It turns out that my impression that HBase is broken was unfounded, in at least two ways. The smaller is that something wrong with the HBase/Hadoop interface or Hadoop’s HBase support cannot necessarily be said to be wrong with HBase (especially since HBase is no longer a Hadoop subproject). The bigger reason is that, according to consensus, HBase has worked pretty well since the .90 release in January of this year.
After Michael Stack of StumbleUpon beat me up for a while,* Omer Trajman of Cloudera was kind enough to walk me through HBase usage. He is informed largely by 18 Cloudera customers using, plus a handful of other well-known HBase users such as Facebook, StumbleUpon, and Yahoo.
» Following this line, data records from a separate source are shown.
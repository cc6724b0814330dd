//! Build script: validates prompts.json at compile time.

use std::path::PathBuf;

fn main() {
    let manifest_dir =
        std::env::var("CARGO_MANIFEST_DIR").expect("CARGO_MANIFEST_DIR set by Cargo");
    let config_path: PathBuf = [&manifest_dir, "config", "prompts.json"].iter().collect();
    println!("cargo:rerun-if-changed={}", config_path.display());
    let json = std::fs::read_to_string(&config_path).unwrap_or_else(|e| {
        panic!(
            "Failed to read {}: {}. prompts.json must exist and be valid.",
            config_path.display(),
            e
        )
    });
    #[derive(serde::Deserialize)]
    #[allow(dead_code)]
    struct PromptsEntry {
        system: String,
        greeting: String,
        quiz: String,
        todo: String,
    }
    let prompts: PromptsEntry = serde_json::from_str(&json).unwrap_or_else(|e| {
        panic!(
            "prompts.json is invalid JSON: {}. Fix the file and rebuild.",
            e
        )
    });
    for (name, template) in [("quiz", &prompts.quiz), ("todo", &prompts.todo)] {
        if !template.contains("{subject}") {
            panic!("prompts.json: \"{}\" template must contain {{subject}}", name);
        }
    }
}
Of the 18 Cloudera customers using HBase that Omer was thinking of, 15 are in HBase production, one is in HBase “early production”, one is still doing R&D in the area of HBase, and one is a classified government customer not providing such details.
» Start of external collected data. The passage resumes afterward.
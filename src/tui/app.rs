//! TUI application state: current view, chat input and scroll, quiz and to-do screens.

use std::time::Instant;

use crate::core::llm::RequestKind;
use crate::core::prompts::prompts;
use crate::core::quiz::Letter;
use crate::core::session::{Sender, Session};

use super::requests::PendingRequest;

/// Top-level screens, in tab order.
#[derive(Clone, Copy, Debug, PartialEq, Eq)]
pub enum View {
    Chat,
    Todo,
    Quiz,
}

impl View {
    pub const ALL: [View; 3] = [View::Chat, View::Todo, View::Quiz];

    pub fn title(self) -> &'static str {
        match self {
            View::Chat => "Chatbot",
            View::Todo => "To-Do List",
            View::Quiz => "AI Quiz",
        }
    }

    pub fn index(self) -> usize {
        match self {
            View::Chat => 0,
            View::Todo => 1,
            View::Quiz => 2,
        }
    }

    pub fn next(self) -> Self {
        Self::ALL[(self.index() + 1) % Self::ALL.len()]
    }

    pub fn prev(self) -> Self {
        Self::ALL[(self.index() + Self::ALL.len() - 1) % Self::ALL.len()]
    }
}

/// What the quiz screen shows.
#[derive(Clone, Debug, PartialEq, Eq)]
pub enum QuizView {
    Picker,
    Loading(String),
    /// A quiz is in `Session::quiz`.
    Running,
    Failed(String),
}

/// What the to-do screen shows.
#[derive(Clone, Debug, PartialEq, Eq)]
pub enum TodoView {
    Picker,
    Loading(String),
    List(String),
    Failed(String),
}

/// Scroll position: either a specific line index, or "at bottom" (follow new content).
#[derive(Clone, Copy, PartialEq, Eq, Debug)]
pub enum ScrollPosition {
    Line(usize),
    Bottom,
}

pub struct App {
    pub(crate) session: Session,
    pub(crate) view: View,
    /// Model used for requests and shown in the header.
    pub model_id: String,
    pub(crate) show_timestamps: bool,
    /// Chat input line.
    pub(crate) input: String,
    pub(crate) scroll: ScrollPosition,
    pub(crate) last_max_scroll: usize,
    /// Selected row in the subject picker (quiz and to-do screens).
    pub(crate) subject_index: usize,
    pub(crate) quiz_view: QuizView,
    /// Option highlighted for the current question.
    pub(crate) quiz_selection: Option<Letter>,
    /// Inline prompt under the question (e.g. "Please select an answer.").
    pub(crate) quiz_notice: Option<String>,
    /// When the graded question moves on.
    pub(crate) quiz_advance_at: Option<Instant>,
    pub(crate) todo_view: TodoView,
    /// Selected task row.
    pub(crate) todo_index: usize,
    /// New task being typed; `None` when not adding.
    pub(crate) todo_input: Option<String>,
    /// Requests in flight, each tied to the view that asked for it.
    pub(crate) pending: Vec<PendingRequest>,
}

impl App {
    pub fn new(model_id: String, show_timestamps: bool) -> Self {
        let mut session = Session::new();
        session.push_message(Sender::Assistant, prompts().greeting.as_str());
        Self {
            session,
            view: View::Chat,
            model_id,
            show_timestamps,
            input: String::new(),
            scroll: ScrollPosition::Bottom,
            last_max_scroll: 0,
            subject_index: 0,
            quiz_view: QuizView::Picker,
            quiz_selection: None,
            quiz_notice: None,
            quiz_advance_at: None,
            todo_view: TodoView::Picker,
            todo_index: 0,
            todo_input: None,
            pending: Vec::new(),
        }
    }

    /// Subjects for the pickers, sorted.
    pub(crate) fn subjects(&self) -> Vec<String> {
        self.session.subjects().map(str::to_string).collect()
    }

    pub(crate) fn selected_subject(&self) -> Option<String> {
        self.session
            .subjects()
            .nth(self.subject_index)
            .map(str::to_string)
    }

    pub(crate) fn move_subject_selection(&mut self, down: bool) {
        let count = self.session.subjects().count();
        self.subject_index = step_index(self.subject_index, count, down);
    }

    pub(crate) fn is_busy(&self) -> bool {
        !self.pending.is_empty()
    }

    /// Track a spawned request.
    pub(crate) fn track(&mut self, request: PendingRequest) {
        self.pending.push(request);
    }

    /// Cancel and forget every pending request matching `pred`.
    pub(crate) fn cancel_requests<F>(&mut self, pred: F)
    where
        F: Fn(&RequestKind) -> bool,
    {
        self.pending.retain(|p| {
            if pred(&p.kind) {
                log::debug!("Cancelling request {:?}", p.kind);
                p.cancel_token.cancel();
                false
            } else {
                true
            }
        });
    }

    /// Switch screens. Leaving the quiz or to-do screen discards it and cancels its requests.
    pub(crate) fn switch_view(&mut self, view: View) {
        if view == self.view {
            return;
        }
        match self.view {
            View::Quiz => self.reset_quiz_view(),
            View::Todo => self.reset_todo_view(),
            View::Chat => {}
        }
        self.subject_index = 0;
        self.view = view;
    }

    /// Back to the quiz subject picker, dropping the active quiz.
    pub(crate) fn reset_quiz_view(&mut self) {
        self.cancel_requests(|k| matches!(k, RequestKind::Quiz(_)));
        self.session.end_quiz();
        self.quiz_view = QuizView::Picker;
        self.reset_quiz_question();
    }

    /// Clear per-question UI state.
    pub(crate) fn reset_quiz_question(&mut self) {
        self.quiz_selection = None;
        self.quiz_notice = None;
        self.quiz_advance_at = None;
    }

    /// Move past a graded question once its feedback delay has elapsed.
    pub(crate) fn advance_quiz_if_due(&mut self, now: Instant) -> bool {
        match self.quiz_advance_at {
            Some(at) if now >= at => {}
            _ => return false,
        }
        if let Some(quiz) = self.session.quiz_mut() {
            quiz.advance();
        }
        self.reset_quiz_question();
        true
    }

    /// Back to the to-do subject picker.
    pub(crate) fn reset_todo_view(&mut self) {
        self.cancel_requests(|k| matches!(k, RequestKind::Todo(_)));
        self.todo_view = TodoView::Picker;
        self.todo_index = 0;
        self.todo_input = None;
    }

    /// Must be called before scroll_up/scroll_down when at bottom.
    pub(crate) fn materialize_scroll(&mut self) {
        if self.scroll == ScrollPosition::Bottom {
            self.scroll = ScrollPosition::Line(self.last_max_scroll);
        }
    }

    pub(crate) fn scroll_down(&mut self, n: usize) {
        self.materialize_scroll();
        if let ScrollPosition::Line(pos) = self.scroll {
            let pos = (pos + n).min(self.last_max_scroll);
            self.scroll = if pos == self.last_max_scroll {
                ScrollPosition::Bottom
            } else {
                ScrollPosition::Line(pos)
            };
        }
    }

    pub(crate) fn scroll_up(&mut self, n: usize) {
        self.materialize_scroll();
        if let ScrollPosition::Line(pos) = self.scroll {
            self.scroll = ScrollPosition::Line(pos.saturating_sub(n));
        }
    }

    /// Resolve scroll position to a concrete line index.
    pub(crate) fn scroll_line(&self) -> usize {
        match self.scroll {
            ScrollPosition::Line(n) => n.min(self.last_max_scroll),
            ScrollPosition::Bottom => self.last_max_scroll,
        }
    }
}

/// Move a list cursor one step, clamped to `[0, count)`.
pub(crate) fn step_index(index: usize, count: usize, down: bool) -> usize {
    if count == 0 {
        return 0;
    }
    if down {
        (index + 1).min(count - 1)
    } else {
        index.saturating_sub(1)
    }
}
*Just kidding — he was actually extremely gentle.
In the use cases that Omer offered, what’s stored in HBase is almost always records of web or network activity. Specific examples included clickstream information (at 5 different ad companies), crash reports (at Mozilla), and messages (at Facebook). Sometimes the data gets into Hadoop twice — once excerpted via HBase and once as part of a full log — and may even live in two different Hadoop clusters.
What’s served out from HBase in Omer’s examples is usually derived data, such as a user profile, an ad selection, a text index, etc. That makes sense, not least because if you’re going to keep enhancing your data, schema-free programming — which HBase offers — looks ever more appealing. Omer further said that there are a growing number of cases in which HBase is being used to serve up reference data for batch MapReduce jobs, but he didn’t have specifics. A counterexample to the derived data emphasis would be, if I understood correctly, a case where HBase manages shopping carts.
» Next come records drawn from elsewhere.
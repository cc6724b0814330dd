//! Keyword-based intent detection for chat messages.

/// What the user is asking for, when it matches one of the canned intents.
#[derive(Debug, Clone, Copy, PartialEq, Eq)]
pub enum Intent {
    Quiz,
    Explain,
    Summary,
    Help,
}

const QUIZ_KEYWORDS: &[&str] = &["quiz", "test me", "questions", "practice questions"];
const EXPLAIN_KEYWORDS: &[&str] = &["explain", "explanation", "clarify", "understand"];
const SUMMARY_KEYWORDS: &[&str] = &["summarize", "summary", "short version"];
const HELP_KEYWORDS: &[&str] = &["help", "how to study", "tips", "advice", "improve", "technique"];

/// Keyword sets in priority order.
const INTENTS: &[(Intent, &[&str])] = &[
    (Intent::Quiz, QUIZ_KEYWORDS),
    (Intent::Explain, EXPLAIN_KEYWORDS),
    (Intent::Summary, SUMMARY_KEYWORDS),
    (Intent::Help, HELP_KEYWORDS),
];

impl Intent {
    pub fn as_str(self) -> &'static str {
        match self {
            Intent::Quiz => "quiz",
            Intent::Explain => "explain",
            Intent::Summary => "summary",
            Intent::Help => "help",
        }
    }

    /// Assistant reply shown right away, before the model answers.
    pub fn canned_reply(self) -> &'static str {
        match self {
            Intent::Quiz => "Sure! What topic or subject would you like to be quizzed on?",
            Intent::Explain => {
                "I'd be happy to explain! What specific concept or topic do you need help with?"
            }
            Intent::Summary => "Of course! Please tell me what you want summarized.",
            Intent::Help => {
                "Here are some study tips: Try the Pomodoro technique, use active recall, and space out your revision. Would you like more details or a study plan?"
            }
        }
    }
}

/// Label for an optional intent; `None` renders as "none".
pub fn label(intent: Option<Intent>) -> &'static str {
    intent.map(Intent::as_str).unwrap_or("none")
}

/// First intent (in priority order) with a keyword contained in `text`, case-insensitively.
pub fn detect_intent(text: &str) -> Option<Intent> {
    let lower = text.to_lowercase();
    INTENTS
        .iter()
        .find(|(_, keywords)| keywords.iter().any(|k| lower.contains(k)))
        .map(|(intent, _)| *intent)
}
I haven’t put much effort into unearthing open source or other third-party HBase-based projects, but two examples are Open TSDB (Time Series DataBase) and Lily CMS (Content Management Systems). (Edit: But see the comment about Lily below.)
Omer is perhaps my top go-to guy on database and cluster sizes, so of course I asked him for HBase metrics as well. He responded (approximately) that Cloudera HBase customer installations average 20-30 nodes, but that half a dozen are in the 100-200 node range.
Finally, there’s the matter of latency. As a general rule, the HBase users Omer sees are using HBase with at least several minutes latency. (Again , that shopping cart case would seem to be a counterexample.) So, for example, the data recorded when you click on a page isn’t immediately applied toward tweaking your profile to determine which ad you’ll see next — but it might come into play after you spend a few minutes reading the page you’re on. Naturally, Omer knows of efforts to use HBase with lower latency yet, and I won’t be surprised if already-working examples of low-latency HBase show up in the comment thread to this post.